A public body may exclude the public when discussing any records, data, reports, recommendations, or other personal material of any matters in these areas:

These are the matters which, by law, may not be discussed in public open session,  unless the individual in question responds to a “Rice letter” and waives privacy.

None of these apply.

Again and again, and again over the last two years, the Mayor and his mouthpieces have trotted out the same old tiresome excuse for ignoring Council and other critics: that just about everything is a “personnel matter” not to be discussed in public.

Bullshit. As discussed above, the matter of extending – or not – the term of an “Acting” appointment involves NONE of the factors that the law describes as personal in nature. Council was entirely justified in considering the reappointments of these three in open session, and entirely justified in terminating their temporary tenure. The Mayor has no grounds to defend his position.

I wonder if anyone will ask him about this at his so-called “Biennial Review” this morning.  Hmmmm??

2 comments to Let’s Go Over This One More Time, Mister Mayor! Please Pay Attention!!

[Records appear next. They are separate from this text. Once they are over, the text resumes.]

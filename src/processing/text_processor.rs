//! Shared line and token helpers used by the section parsers

use regex::Regex;

/// List-item markers stripped from the start of a line
pub const BULLET_GLYPHS: [char; 3] = ['•', '-', '*'];

pub struct TextProcessor {
    blank_line_regex: Regex,
    bullet_split_regex: Regex,
}

impl Default for TextProcessor {
    fn default() -> Self {
        Self::new()
    }
}

impl TextProcessor {
    pub fn new() -> Self {
        let blank_line_regex = Regex::new(r"\n\s*\n+").expect("Invalid blank line regex");
        let bullet_split_regex = Regex::new(r"[\n•\-\*]+").expect("Invalid bullet split regex");

        Self {
            blank_line_regex,
            bullet_split_regex,
        }
    }

    /// Split on runs of blank lines, dropping blocks that are empty after trimming
    pub fn split_blocks<'a>(&self, text: &'a str) -> Vec<&'a str> {
        self.blank_line_regex
            .split(text)
            .map(str::trim)
            .filter(|block| !block.is_empty())
            .collect()
    }

    /// Split on runs of newlines and bullet glyphs (hyphens and asterisks included)
    pub fn split_bullets(&self, text: &str) -> Vec<String> {
        self.bullet_split_regex
            .split(text)
            .map(str::trim)
            .filter(|item| !item.is_empty())
            .map(str::to_string)
            .collect()
    }
}

/// Remove one leading bullet glyph and the whitespace around it
pub fn strip_bullet(line: &str) -> &str {
    let line = line.trim();
    match line.strip_prefix(&BULLET_GLYPHS[..]) {
        Some(rest) => rest.trim(),
        None => line,
    }
}

pub fn first_non_empty_line(text: &str) -> Option<&str> {
    text.lines().map(str::trim).find(|line| !line.is_empty())
}

/// Split once on the first comma, trimming both halves
pub fn split_first_comma(line: &str) -> Option<(&str, &str)> {
    line.split_once(',').map(|(head, tail)| (head.trim(), tail.trim()))
}

pub fn non_empty(value: &str) -> Option<String> {
    let value = value.trim();
    if value.is_empty() {
        None
    } else {
        Some(value.to_string())
    }
}

#[cfg(test)]
mod tests {
    use super::*;

    #[test]
    fn test_split_blocks() {
        let processor = TextProcessor::new();
        let blocks = processor.split_blocks("Acme\nEngineer\n\n  \n\nGlobex\nAnalyst\n\n");
        assert_eq!(blocks, vec!["Acme\nEngineer", "Globex\nAnalyst"]);
        assert!(processor.split_blocks("\n\n").is_empty());
    }

    #[test]
    fn test_split_bullets() {
        let processor = TextProcessor::new();
        let items = processor.split_bullets("• AWS Certified\n- CKA\n\n* PMP");
        assert_eq!(items, vec!["AWS Certified", "CKA", "PMP"]);
    }

    #[test]
    fn test_strip_bullet() {
        assert_eq!(strip_bullet("• Shipped X"), "Shipped X");
        assert_eq!(strip_bullet("- Shipped X"), "Shipped X");
        assert_eq!(strip_bullet("* Shipped X"), "Shipped X");
        assert_eq!(strip_bullet("Shipped X"), "Shipped X");
        assert_eq!(strip_bullet("-- Double"), "- Double");
    }

    #[test]
    fn test_line_helpers() {
        assert_eq!(first_non_empty_line("\n  \n Jane Doe \nDev"), Some("Jane Doe"));
        assert_eq!(first_non_empty_line("   "), None);
        assert_eq!(split_first_comma("Acme Corp, New York, NY"), Some(("Acme Corp", "New York, NY")));
        assert_eq!(split_first_comma("Acme Corp"), None);
        assert_eq!(non_empty("  "), None);
        assert_eq!(non_empty(" NYC "), Some("NYC".to_string()));
    }
}
//! Name, title, summary points and certifications

use crate::processing::text_processor::{first_non_empty_line, TextProcessor};

pub struct SummaryParser {
    text_processor: TextProcessor,
}

impl Default for SummaryParser {
    fn default() -> Self {
        Self::new()
    }
}

impl SummaryParser {
    pub fn new() -> Self {
        Self {
            text_processor: TextProcessor::new(),
        }
    }

    /// Candidate name: first non-empty line of the header section
    pub fn name(&self, header: &str) -> String {
        first_non_empty_line(header).unwrap_or_default().to_string()
    }

    /// Candidate title: first non-empty line of the summary section
    pub fn title(&self, summary: &str) -> String {
        first_non_empty_line(summary).unwrap_or_default().to_string()
    }

    /// Summary bullets, without the leading title line
    pub fn summary_points(&self, summary: &str, title: &str) -> Vec<String> {
        let remainder = match summary.strip_prefix(title) {
            Some(rest) if !title.is_empty() => rest.trim(),
            _ => summary,
        };
        self.text_processor.split_bullets(remainder)
    }

    pub fn certifications(&self, certifications: &str) -> Vec<String> {
        self.text_processor.split_bullets(certifications)
    }
}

  • First, the Honorable Mayor did not take questions. The press conference, itself, was smoke and mirrors. I’m being polite; it was bullshit. The Honorable Mayor announced a press seminar – he wants to learn from the media how stories are picked for publication, why they are so negative, why they never write about his wonderful accomplishments – this seminar is being held at the Marriott on Saturday, June 23. That’s the day of Heritage Days. He never said a word about Amazon. Sadly, the Honorable Mayor just does not get it.

  • Kevin

    “A press seminar?” And our local papers agreed to attend? That should be a joke.

    If our “one dissertation short of a Ph.D” mayor needs a Journalism 101 refresher, it ain’t gonna happen during one “press seminar.” Sounds like one more opportunity to be nothing but another meaningless photo op for our almost-Doctor Mayor.